What the task requires ▸ For the entries that follow, restate word for word the line containing "filename src/context.rs", the line containing "use crate::storage::Storage;", and every line that lies between them.

Materials provided ▸
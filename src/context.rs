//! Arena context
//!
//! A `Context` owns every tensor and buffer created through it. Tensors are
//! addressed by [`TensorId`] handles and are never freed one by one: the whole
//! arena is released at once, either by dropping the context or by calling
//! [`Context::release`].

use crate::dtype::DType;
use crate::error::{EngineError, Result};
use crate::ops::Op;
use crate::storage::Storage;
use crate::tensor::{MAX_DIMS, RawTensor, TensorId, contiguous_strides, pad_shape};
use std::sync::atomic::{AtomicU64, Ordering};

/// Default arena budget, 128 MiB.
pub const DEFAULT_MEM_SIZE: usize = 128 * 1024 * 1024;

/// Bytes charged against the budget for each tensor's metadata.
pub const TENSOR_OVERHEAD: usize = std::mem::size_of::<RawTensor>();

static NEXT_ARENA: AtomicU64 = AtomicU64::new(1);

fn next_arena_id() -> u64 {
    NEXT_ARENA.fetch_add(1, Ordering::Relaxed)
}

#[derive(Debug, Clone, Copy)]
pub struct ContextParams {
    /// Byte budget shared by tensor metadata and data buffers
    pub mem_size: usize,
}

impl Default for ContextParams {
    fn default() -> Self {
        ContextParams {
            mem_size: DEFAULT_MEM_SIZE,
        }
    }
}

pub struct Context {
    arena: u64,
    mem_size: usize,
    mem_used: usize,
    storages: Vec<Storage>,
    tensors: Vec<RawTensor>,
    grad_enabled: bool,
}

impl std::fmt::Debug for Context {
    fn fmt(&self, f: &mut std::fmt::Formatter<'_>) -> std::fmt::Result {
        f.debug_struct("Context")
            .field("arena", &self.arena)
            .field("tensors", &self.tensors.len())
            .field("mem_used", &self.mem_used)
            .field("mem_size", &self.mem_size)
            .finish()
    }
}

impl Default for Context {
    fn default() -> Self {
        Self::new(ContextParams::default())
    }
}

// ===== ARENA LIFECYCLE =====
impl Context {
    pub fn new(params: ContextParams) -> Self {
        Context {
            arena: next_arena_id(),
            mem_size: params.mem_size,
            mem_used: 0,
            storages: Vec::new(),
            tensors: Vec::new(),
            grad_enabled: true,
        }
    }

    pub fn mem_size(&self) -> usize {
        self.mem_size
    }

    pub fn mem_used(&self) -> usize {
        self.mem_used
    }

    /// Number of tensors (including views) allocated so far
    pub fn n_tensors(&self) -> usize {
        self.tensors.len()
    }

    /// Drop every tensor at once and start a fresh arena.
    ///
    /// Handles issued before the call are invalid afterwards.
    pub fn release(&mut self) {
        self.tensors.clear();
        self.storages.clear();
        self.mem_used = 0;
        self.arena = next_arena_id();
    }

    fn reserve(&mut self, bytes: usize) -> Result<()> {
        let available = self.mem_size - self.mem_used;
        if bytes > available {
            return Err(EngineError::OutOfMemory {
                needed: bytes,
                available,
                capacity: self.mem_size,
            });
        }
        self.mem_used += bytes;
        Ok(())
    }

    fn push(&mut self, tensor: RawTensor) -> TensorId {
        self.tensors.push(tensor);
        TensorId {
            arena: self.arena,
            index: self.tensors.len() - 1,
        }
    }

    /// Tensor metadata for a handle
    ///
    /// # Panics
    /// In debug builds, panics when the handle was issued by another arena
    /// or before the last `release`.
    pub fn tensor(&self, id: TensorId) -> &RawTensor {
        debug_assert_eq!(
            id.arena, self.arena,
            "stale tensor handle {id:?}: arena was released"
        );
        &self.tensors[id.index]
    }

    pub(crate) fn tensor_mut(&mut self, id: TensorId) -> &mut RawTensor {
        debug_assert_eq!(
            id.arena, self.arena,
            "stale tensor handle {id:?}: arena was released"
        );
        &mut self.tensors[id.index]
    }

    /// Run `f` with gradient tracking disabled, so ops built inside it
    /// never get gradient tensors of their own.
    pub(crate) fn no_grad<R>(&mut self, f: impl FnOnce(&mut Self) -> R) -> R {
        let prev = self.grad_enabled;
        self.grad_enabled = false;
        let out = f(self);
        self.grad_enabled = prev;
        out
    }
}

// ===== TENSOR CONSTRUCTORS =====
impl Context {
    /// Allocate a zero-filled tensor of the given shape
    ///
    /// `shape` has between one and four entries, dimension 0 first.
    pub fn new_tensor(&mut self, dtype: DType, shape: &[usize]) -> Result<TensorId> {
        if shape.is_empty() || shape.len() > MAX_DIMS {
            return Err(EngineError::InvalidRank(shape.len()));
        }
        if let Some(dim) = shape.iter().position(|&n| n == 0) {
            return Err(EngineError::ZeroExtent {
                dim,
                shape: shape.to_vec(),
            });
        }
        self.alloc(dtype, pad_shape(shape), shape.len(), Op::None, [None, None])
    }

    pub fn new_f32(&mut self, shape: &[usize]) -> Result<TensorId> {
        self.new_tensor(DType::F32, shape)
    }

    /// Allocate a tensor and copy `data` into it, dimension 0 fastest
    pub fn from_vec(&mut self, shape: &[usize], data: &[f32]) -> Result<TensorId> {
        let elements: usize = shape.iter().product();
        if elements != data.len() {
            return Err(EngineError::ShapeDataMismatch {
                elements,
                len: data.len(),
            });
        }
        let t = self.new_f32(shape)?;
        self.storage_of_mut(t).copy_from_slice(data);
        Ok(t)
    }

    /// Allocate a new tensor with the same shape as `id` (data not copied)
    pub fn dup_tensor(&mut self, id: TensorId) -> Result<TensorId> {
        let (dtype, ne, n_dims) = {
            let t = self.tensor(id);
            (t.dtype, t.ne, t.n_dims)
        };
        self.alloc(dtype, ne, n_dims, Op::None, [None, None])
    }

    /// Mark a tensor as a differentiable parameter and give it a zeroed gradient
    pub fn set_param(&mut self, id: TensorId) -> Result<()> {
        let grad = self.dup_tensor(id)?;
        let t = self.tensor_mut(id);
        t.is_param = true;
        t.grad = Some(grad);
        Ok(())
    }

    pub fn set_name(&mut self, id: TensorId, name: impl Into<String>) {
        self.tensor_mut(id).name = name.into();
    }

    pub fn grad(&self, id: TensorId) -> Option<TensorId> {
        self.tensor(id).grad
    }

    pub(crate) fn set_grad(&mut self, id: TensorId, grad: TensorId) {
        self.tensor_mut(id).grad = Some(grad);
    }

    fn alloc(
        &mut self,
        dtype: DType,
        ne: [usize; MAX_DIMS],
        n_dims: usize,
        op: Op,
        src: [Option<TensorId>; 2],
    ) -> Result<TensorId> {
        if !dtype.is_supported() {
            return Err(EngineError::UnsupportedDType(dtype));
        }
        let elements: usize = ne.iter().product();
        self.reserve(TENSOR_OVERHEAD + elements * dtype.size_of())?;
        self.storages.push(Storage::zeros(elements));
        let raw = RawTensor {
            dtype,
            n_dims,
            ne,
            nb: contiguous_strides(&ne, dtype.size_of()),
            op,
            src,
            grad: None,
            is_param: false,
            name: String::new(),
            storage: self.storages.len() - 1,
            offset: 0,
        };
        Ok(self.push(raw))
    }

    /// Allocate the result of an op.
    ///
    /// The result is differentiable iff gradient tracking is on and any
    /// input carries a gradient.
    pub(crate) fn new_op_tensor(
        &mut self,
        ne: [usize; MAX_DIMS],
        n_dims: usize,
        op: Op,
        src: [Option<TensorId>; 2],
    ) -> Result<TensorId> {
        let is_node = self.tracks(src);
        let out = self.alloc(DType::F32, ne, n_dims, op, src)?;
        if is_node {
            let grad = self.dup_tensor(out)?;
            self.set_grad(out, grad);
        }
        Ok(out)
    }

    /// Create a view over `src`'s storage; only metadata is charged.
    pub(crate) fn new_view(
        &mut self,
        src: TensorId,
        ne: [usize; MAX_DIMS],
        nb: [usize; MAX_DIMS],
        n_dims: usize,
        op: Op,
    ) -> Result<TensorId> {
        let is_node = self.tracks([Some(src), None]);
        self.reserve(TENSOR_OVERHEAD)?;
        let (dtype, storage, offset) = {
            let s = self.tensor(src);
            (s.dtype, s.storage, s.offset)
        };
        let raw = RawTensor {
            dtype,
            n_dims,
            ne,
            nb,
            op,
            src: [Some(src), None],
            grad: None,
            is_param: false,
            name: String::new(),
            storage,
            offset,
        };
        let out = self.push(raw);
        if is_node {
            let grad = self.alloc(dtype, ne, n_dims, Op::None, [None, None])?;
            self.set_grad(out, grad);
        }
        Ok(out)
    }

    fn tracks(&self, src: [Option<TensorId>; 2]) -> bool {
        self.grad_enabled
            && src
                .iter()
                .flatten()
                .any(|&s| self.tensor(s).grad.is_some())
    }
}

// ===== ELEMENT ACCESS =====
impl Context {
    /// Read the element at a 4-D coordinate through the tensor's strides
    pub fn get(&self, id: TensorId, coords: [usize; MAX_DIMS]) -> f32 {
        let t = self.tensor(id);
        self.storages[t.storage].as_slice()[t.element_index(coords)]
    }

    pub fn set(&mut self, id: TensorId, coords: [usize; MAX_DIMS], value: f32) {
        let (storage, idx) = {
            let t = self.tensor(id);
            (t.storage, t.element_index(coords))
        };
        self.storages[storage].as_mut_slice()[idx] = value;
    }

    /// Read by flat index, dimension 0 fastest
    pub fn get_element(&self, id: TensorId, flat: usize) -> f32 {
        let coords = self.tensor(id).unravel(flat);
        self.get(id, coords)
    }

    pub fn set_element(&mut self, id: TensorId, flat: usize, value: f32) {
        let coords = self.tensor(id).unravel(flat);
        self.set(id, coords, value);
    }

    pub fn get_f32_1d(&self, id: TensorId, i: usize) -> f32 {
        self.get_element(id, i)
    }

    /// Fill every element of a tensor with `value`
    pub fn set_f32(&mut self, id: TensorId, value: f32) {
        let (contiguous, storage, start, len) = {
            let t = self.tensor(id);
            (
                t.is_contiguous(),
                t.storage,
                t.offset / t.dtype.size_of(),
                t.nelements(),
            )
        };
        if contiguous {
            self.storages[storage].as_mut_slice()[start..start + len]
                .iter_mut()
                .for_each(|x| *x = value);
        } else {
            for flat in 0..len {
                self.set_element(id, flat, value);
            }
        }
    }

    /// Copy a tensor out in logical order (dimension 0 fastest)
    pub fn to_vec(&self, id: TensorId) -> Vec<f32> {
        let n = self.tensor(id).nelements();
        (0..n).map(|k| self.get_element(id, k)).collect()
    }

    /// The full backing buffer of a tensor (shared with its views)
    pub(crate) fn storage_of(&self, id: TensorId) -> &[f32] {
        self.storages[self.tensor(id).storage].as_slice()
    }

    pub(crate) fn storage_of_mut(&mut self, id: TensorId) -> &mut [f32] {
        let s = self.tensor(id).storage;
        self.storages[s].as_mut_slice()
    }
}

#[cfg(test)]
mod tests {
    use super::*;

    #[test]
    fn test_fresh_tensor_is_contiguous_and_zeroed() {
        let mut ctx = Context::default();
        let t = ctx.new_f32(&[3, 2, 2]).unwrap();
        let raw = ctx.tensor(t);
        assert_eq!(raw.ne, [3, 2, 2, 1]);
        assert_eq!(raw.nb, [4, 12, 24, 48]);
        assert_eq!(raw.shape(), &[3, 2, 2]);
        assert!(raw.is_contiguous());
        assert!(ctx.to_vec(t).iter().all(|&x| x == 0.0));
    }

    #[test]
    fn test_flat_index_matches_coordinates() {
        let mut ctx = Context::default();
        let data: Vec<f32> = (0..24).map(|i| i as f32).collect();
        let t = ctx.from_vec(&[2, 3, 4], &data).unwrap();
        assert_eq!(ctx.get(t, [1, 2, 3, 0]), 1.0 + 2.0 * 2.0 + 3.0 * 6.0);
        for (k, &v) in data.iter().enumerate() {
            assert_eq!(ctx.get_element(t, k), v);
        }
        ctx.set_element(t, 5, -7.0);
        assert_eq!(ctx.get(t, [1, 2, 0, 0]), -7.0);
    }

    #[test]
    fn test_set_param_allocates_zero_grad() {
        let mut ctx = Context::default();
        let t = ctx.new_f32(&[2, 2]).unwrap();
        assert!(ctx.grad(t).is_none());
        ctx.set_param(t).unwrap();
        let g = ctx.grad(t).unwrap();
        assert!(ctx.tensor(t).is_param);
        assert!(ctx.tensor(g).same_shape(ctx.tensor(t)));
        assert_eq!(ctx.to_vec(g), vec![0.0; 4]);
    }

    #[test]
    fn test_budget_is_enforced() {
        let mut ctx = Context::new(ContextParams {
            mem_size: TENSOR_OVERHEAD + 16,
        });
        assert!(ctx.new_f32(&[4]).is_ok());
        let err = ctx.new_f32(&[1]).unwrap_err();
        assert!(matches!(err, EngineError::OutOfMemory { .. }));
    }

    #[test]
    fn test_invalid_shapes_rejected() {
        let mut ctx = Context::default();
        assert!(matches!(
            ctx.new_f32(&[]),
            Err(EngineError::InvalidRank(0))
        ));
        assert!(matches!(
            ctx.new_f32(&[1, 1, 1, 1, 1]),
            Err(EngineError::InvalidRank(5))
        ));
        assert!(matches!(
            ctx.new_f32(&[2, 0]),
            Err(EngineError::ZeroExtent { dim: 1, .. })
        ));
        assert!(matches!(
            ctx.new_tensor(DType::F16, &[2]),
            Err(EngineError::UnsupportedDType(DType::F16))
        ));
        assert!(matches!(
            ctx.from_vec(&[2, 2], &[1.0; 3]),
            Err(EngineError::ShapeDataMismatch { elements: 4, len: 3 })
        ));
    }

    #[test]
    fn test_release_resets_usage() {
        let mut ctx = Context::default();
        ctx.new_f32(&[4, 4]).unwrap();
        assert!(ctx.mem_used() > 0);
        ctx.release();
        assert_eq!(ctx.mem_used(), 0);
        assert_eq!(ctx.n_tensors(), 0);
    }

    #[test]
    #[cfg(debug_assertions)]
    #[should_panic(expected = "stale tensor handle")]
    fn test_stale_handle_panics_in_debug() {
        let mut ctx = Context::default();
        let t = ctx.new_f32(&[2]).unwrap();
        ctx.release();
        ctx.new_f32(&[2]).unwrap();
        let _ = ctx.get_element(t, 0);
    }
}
...
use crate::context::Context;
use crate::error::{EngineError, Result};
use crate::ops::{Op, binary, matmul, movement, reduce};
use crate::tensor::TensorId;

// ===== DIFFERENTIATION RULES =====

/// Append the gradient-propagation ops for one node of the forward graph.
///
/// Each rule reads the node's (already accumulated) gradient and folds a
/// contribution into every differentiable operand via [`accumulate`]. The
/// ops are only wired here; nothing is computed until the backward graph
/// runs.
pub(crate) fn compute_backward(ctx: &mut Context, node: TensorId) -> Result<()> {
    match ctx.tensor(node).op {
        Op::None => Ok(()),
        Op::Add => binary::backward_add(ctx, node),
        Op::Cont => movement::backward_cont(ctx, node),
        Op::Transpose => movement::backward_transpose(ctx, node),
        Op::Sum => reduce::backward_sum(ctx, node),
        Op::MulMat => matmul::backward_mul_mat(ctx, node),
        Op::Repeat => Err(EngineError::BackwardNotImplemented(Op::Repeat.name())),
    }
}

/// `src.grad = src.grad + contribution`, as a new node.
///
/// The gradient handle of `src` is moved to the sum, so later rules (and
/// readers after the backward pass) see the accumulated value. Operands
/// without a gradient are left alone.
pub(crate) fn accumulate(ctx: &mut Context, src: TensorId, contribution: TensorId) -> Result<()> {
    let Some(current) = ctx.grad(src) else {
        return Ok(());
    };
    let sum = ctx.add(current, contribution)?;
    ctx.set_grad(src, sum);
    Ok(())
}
* * *
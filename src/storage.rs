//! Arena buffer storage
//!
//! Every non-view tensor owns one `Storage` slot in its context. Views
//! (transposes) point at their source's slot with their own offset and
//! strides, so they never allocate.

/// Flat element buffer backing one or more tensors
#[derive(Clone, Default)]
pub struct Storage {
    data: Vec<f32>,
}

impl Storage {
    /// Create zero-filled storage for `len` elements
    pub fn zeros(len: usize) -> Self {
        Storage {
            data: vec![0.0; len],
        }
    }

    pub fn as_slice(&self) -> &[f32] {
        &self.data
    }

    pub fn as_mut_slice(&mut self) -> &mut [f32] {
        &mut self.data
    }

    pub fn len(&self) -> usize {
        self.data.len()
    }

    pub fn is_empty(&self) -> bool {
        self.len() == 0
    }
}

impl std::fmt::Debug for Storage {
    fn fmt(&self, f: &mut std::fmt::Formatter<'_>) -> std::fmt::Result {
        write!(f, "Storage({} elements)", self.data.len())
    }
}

Exercise response ▸
filename src/context.rs
//! Arena context
//!
//! A `Context` owns every tensor and buffer created through it. Tensors are
//! addressed by [`TensorId`] handles and are never freed one by one: the whole
//! arena is released at once, either by dropping the context or by calling
//! [`Context::release`].

use crate::dtype::DType;
use crate::error::{EngineError, Result};
use crate::ops::Op;
use crate::storage::Storage;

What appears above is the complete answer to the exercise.